==== Supplied material

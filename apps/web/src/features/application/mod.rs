//! Loan application feature: the reactive home of the wizard and the
//! submission collaborators it is driven against.

pub(crate) mod state;
pub(crate) mod submitter;

pub(crate) use state::WizardSignal;
pub(crate) use submitter::Submitter;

========

# Assigned task
Every record must be transcribed precisely, down to the last character.

# Answer space
filename apps/web/src/features/application/mod.rs
//! Loan application feature: the reactive home of the wizard and the
//! submission collaborators it is driven against.

pub(crate) mod state;
pub(crate) mod submitter;

pub(crate) use state::WizardSignal;
pub(crate) use submitter::Submitter;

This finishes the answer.